The book should be infinitely interesting to both amateur as well as professional scientists; indeed anyone with a rudimentary interest in physics, psychology or a related discipline should find “How the Hippies Saved Physics” fascinating. The personal detail Kaiser intertwines throughout the book is one of its most engaging qualities. As you read each anecdote – and the book is literally filled with them – you come away with the impression that you know who these people are, not just what they achieved.
In chapter three, “Entanglements,” for example, the reader is introduced to Elizabeth Rauscher, a graduate student in physics. “Rauscher grew up in the Berkeley area,” Kaiser writes. “For as long as she can remember, she has been passionate about science. She published her first scientific article, on nuclear fusion, as an undergraduate, and completed a master’s degree in nuclear physics early in 1965. Then other realities set in. She got married, had a son, and became the sole provider for herself and her family. To pay the bills, she took a job as a staff scientist at the Lawrence Livermore Laboratory.

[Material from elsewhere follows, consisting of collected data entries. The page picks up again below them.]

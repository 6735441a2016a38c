//! Terminal execution: named sessions, each owning at most one shell command.

mod registry;
mod session;

pub use registry::SessionRegistry;
pub use session::TerminalSession;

“At that time, nationwide, women earned only 5 percent of the undergraduate degrees in physics, and just 2 percent of the physics PhDs,” Kaiser continues. “Rauscher was a rarity indeed. She had learned to cope by wearing tweedy dresses and keeping her hair cut short, but still she stuck out.”
Similarly, in chapter 8, “Fringe?!”, the reader meets Brian Josephson.
“In the early 1960s, Josephson published a short paper on electrical currents that might tunnel between a thin slice of ordinary metal sandwiched between two superconductors,” Kaiser notes. “Experimentalists observed the predicted effect within months and the ‘Josephson junction’ earned Josephson a Nobel Prize in 1973, at the tender age of thirty-three.”
Then it gets interesting. “By the time Josephson accepted his prize in Stockholm, however, his research interests had turned squarely to Eastern mysticism, the nature of consciousness and parapsychology.”
Kaiser is particularly adept at describing the often quirky nature of academic culture – a world that often seems bizarre and even nonsensical to those less familiar with its terrain. Witness his description of a paper by Nick Herbert on “superluminal signaling” that had “made waves among the remnants of the Fundamental Fysiks Group” once it was actually submitted to a journal: “The gears of academic peer review grind slowly, but grind they do. As Ghirardi and Weber tried to clarify their objections to the journal editor, and as Stapp argued with Herbert near Esalen’s hot springs baths, parallel stories began playing out elsewhere. Copies of Herbert’s paper made their way to other groups of physicists here and there, and a few began to take notice.”
“How the Hippies Saved Physics” is an entertaining historical peek into the nature of the creative process; i.e., a well-constructed synthesis of scientific thought set within the context of the personalities who were at the vanguard of a major paradigm shift. I recommend it highly.
— Reviewed by Aaron W. Hughey, Department of Counseling and Student Affairs, Western Kentucky University.